◆ **Exercise brief**:
Using the material below, return exactly the lines between the one holding "Item store clients." and the one holding "page of a scan.", inclusive, and no others.

◆ **Data for review**:
---------------

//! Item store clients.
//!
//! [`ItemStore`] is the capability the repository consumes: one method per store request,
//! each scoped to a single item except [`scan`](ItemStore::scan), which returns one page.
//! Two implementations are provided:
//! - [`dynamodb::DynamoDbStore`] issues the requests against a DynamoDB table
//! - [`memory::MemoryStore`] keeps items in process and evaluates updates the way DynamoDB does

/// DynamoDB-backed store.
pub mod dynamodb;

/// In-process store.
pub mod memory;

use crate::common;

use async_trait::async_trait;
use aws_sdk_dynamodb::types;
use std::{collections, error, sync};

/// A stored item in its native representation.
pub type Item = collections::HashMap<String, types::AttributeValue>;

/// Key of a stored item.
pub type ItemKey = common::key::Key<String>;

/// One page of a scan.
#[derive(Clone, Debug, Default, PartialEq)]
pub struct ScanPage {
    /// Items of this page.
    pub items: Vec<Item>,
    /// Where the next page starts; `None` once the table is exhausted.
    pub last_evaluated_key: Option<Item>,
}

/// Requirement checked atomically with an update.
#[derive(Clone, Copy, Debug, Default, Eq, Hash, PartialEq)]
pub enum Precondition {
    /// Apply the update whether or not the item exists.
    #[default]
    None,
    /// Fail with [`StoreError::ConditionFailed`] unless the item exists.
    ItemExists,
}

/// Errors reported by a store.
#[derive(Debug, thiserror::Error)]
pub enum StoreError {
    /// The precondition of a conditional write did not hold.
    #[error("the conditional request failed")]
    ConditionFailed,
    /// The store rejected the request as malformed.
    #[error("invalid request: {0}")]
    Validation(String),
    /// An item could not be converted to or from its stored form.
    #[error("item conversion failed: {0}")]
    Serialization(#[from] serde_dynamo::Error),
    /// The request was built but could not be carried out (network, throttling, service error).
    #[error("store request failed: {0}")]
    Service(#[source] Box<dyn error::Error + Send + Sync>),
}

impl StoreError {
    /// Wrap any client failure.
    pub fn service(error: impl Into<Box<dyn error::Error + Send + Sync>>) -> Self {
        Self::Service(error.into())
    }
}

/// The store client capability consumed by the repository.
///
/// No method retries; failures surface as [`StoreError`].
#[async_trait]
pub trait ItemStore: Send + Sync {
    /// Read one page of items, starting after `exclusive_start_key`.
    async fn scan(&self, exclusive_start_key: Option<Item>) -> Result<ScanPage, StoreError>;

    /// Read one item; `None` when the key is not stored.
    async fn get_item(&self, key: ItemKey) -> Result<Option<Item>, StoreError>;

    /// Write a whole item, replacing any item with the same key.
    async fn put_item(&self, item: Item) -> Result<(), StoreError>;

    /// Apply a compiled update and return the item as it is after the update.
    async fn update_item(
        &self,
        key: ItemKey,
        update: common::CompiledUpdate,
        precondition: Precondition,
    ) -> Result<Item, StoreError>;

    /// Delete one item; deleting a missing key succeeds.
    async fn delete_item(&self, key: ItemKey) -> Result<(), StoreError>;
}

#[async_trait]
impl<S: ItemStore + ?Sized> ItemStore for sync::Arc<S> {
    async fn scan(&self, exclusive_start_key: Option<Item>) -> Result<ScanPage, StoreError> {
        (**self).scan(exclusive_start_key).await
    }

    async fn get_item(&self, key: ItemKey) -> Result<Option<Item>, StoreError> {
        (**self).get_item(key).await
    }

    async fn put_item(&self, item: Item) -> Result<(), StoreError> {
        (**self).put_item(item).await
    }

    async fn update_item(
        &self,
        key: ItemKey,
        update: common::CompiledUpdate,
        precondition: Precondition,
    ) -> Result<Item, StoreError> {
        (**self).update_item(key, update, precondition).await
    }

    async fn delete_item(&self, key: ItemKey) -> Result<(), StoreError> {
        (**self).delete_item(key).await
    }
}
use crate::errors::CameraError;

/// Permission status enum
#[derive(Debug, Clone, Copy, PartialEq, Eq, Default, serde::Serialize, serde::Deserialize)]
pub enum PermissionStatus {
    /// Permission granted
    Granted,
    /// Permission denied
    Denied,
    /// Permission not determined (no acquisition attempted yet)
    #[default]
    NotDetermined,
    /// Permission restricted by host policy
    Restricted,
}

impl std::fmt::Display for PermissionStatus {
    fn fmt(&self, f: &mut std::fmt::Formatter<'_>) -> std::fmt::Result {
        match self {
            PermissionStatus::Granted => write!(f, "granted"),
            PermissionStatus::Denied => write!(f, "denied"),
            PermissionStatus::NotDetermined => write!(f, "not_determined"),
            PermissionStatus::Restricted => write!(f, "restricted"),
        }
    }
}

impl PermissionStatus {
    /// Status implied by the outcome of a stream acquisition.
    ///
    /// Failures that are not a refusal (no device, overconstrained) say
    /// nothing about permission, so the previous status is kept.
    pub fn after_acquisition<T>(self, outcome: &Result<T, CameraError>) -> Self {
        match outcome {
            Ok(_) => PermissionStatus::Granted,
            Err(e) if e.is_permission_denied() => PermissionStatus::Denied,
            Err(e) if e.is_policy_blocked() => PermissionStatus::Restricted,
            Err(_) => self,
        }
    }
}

---------------

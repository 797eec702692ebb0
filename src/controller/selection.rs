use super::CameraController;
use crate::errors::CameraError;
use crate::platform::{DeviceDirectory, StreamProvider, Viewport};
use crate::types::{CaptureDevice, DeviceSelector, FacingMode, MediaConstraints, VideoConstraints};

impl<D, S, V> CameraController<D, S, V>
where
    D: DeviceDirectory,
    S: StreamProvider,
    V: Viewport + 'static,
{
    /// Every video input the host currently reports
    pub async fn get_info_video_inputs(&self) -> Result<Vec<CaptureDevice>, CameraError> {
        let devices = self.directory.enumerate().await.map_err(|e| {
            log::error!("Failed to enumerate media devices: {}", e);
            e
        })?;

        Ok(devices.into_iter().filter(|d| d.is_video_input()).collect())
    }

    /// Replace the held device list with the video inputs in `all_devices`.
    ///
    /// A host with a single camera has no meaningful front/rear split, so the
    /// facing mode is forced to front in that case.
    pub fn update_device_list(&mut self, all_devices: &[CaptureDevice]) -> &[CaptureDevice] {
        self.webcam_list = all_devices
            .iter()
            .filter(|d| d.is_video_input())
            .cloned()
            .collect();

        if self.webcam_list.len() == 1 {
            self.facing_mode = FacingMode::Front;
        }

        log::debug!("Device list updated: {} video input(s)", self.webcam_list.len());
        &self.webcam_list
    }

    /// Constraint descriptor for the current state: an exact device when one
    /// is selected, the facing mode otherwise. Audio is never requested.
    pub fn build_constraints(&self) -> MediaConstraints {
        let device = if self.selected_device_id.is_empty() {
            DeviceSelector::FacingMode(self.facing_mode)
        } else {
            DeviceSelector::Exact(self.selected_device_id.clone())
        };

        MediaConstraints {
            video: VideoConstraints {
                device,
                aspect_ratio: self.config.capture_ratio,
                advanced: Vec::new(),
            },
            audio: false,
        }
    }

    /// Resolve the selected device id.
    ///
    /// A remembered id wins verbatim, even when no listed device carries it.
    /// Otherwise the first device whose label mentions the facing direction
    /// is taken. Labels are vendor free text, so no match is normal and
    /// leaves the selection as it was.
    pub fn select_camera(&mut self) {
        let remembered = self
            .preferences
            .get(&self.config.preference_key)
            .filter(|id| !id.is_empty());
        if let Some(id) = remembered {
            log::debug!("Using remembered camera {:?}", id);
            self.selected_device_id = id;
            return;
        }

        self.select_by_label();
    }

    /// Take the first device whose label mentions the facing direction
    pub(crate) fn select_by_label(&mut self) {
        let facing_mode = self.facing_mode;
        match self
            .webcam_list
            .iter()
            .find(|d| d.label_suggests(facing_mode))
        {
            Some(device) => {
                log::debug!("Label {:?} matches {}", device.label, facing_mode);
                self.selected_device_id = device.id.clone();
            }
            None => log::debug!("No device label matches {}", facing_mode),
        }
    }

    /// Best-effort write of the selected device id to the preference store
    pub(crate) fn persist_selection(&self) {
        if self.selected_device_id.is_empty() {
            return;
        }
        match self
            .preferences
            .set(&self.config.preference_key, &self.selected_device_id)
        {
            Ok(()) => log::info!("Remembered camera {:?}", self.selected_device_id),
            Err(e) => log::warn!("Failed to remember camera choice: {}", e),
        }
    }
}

---------------

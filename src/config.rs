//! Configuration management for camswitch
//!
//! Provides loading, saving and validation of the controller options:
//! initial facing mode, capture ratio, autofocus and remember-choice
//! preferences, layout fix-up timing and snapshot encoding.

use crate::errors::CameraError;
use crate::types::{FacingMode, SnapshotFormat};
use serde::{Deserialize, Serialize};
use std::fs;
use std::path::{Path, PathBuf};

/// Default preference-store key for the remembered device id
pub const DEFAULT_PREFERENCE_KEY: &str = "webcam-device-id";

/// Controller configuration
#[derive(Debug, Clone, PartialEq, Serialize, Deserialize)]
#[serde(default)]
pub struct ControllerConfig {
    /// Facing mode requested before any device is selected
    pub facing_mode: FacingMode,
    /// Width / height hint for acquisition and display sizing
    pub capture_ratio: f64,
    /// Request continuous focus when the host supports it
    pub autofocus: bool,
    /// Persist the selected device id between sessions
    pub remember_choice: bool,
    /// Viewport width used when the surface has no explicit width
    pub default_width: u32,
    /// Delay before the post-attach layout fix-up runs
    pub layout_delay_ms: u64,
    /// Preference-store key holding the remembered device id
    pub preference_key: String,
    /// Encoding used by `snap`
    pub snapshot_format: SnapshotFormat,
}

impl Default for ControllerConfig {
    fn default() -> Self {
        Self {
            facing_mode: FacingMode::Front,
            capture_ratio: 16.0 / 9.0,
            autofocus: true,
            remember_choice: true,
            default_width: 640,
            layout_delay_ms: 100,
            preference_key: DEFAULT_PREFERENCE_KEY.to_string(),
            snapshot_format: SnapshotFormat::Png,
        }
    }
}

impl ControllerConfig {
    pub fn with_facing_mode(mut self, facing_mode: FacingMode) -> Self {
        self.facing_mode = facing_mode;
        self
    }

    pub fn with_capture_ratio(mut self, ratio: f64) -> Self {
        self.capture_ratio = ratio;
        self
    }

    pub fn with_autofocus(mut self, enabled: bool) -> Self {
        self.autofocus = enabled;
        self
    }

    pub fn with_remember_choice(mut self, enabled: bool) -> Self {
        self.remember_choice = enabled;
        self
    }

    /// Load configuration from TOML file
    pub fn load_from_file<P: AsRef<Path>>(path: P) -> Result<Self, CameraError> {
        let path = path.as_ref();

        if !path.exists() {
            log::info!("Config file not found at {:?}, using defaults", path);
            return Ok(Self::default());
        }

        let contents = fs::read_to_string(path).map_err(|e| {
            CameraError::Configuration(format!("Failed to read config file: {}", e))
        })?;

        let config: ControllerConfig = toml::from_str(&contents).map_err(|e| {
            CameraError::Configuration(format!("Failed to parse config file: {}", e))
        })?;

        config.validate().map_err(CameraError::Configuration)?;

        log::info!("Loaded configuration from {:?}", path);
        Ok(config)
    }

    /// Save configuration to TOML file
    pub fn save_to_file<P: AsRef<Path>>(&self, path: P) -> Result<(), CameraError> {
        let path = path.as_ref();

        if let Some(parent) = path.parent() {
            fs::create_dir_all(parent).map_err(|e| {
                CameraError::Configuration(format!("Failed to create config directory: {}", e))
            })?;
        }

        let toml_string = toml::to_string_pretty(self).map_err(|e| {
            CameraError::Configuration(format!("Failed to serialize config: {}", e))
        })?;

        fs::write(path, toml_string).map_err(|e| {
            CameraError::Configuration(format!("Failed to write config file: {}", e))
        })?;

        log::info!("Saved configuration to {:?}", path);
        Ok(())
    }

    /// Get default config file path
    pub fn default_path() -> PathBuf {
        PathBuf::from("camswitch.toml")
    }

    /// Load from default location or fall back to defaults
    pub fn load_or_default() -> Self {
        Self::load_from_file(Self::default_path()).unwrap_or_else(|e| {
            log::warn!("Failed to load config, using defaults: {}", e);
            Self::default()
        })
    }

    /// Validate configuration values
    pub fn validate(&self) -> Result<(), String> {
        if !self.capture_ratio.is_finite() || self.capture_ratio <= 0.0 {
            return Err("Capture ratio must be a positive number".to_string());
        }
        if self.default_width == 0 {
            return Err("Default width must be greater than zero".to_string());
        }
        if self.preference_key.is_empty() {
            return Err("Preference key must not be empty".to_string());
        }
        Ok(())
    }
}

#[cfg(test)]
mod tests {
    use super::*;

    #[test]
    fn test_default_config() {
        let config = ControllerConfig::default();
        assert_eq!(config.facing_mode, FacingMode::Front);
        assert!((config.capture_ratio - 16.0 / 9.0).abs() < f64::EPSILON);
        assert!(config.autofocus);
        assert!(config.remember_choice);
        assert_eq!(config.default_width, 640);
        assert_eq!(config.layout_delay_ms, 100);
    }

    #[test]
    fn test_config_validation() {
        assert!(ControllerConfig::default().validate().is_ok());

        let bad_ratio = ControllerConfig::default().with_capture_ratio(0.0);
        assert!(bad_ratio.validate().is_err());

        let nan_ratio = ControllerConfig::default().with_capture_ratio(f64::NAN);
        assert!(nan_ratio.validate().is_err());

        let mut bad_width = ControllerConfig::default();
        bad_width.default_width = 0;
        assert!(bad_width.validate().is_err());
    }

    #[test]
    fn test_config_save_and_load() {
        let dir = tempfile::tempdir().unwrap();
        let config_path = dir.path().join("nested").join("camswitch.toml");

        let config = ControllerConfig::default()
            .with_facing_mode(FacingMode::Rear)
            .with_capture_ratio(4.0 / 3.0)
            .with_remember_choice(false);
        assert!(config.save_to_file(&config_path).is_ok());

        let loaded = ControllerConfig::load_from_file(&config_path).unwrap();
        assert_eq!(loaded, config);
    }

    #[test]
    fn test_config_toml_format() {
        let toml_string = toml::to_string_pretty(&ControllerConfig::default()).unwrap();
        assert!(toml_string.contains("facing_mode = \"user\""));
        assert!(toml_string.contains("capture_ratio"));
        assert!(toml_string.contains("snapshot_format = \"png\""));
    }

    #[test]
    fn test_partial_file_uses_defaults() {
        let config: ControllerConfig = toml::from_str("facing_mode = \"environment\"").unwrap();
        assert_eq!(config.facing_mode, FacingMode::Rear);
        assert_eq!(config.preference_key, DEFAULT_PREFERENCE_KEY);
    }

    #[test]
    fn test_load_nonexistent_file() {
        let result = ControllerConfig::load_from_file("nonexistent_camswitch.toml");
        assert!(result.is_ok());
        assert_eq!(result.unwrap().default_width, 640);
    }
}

---------------

◆ **Your solution**:
//! Item store clients.
//!
//! [`ItemStore`] is the capability the repository consumes: one method per store request,
//! each scoped to a single item except [`scan`](ItemStore::scan), which returns one page.
//! Two implementations are provided:
//! - [`dynamodb::DynamoDbStore`] issues the requests against a DynamoDB table
//! - [`memory::MemoryStore`] keeps items in process and evaluates updates the way DynamoDB does

/// DynamoDB-backed store.
pub mod dynamodb;

/// In-process store.
pub mod memory;

use crate::common;

use async_trait::async_trait;
use aws_sdk_dynamodb::types;
use std::{collections, error, sync};

/// A stored item in its native representation.
pub type Item = collections::HashMap<String, types::AttributeValue>;

/// Key of a stored item.
pub type ItemKey = common::key::Key<String>;

/// One page of a scan.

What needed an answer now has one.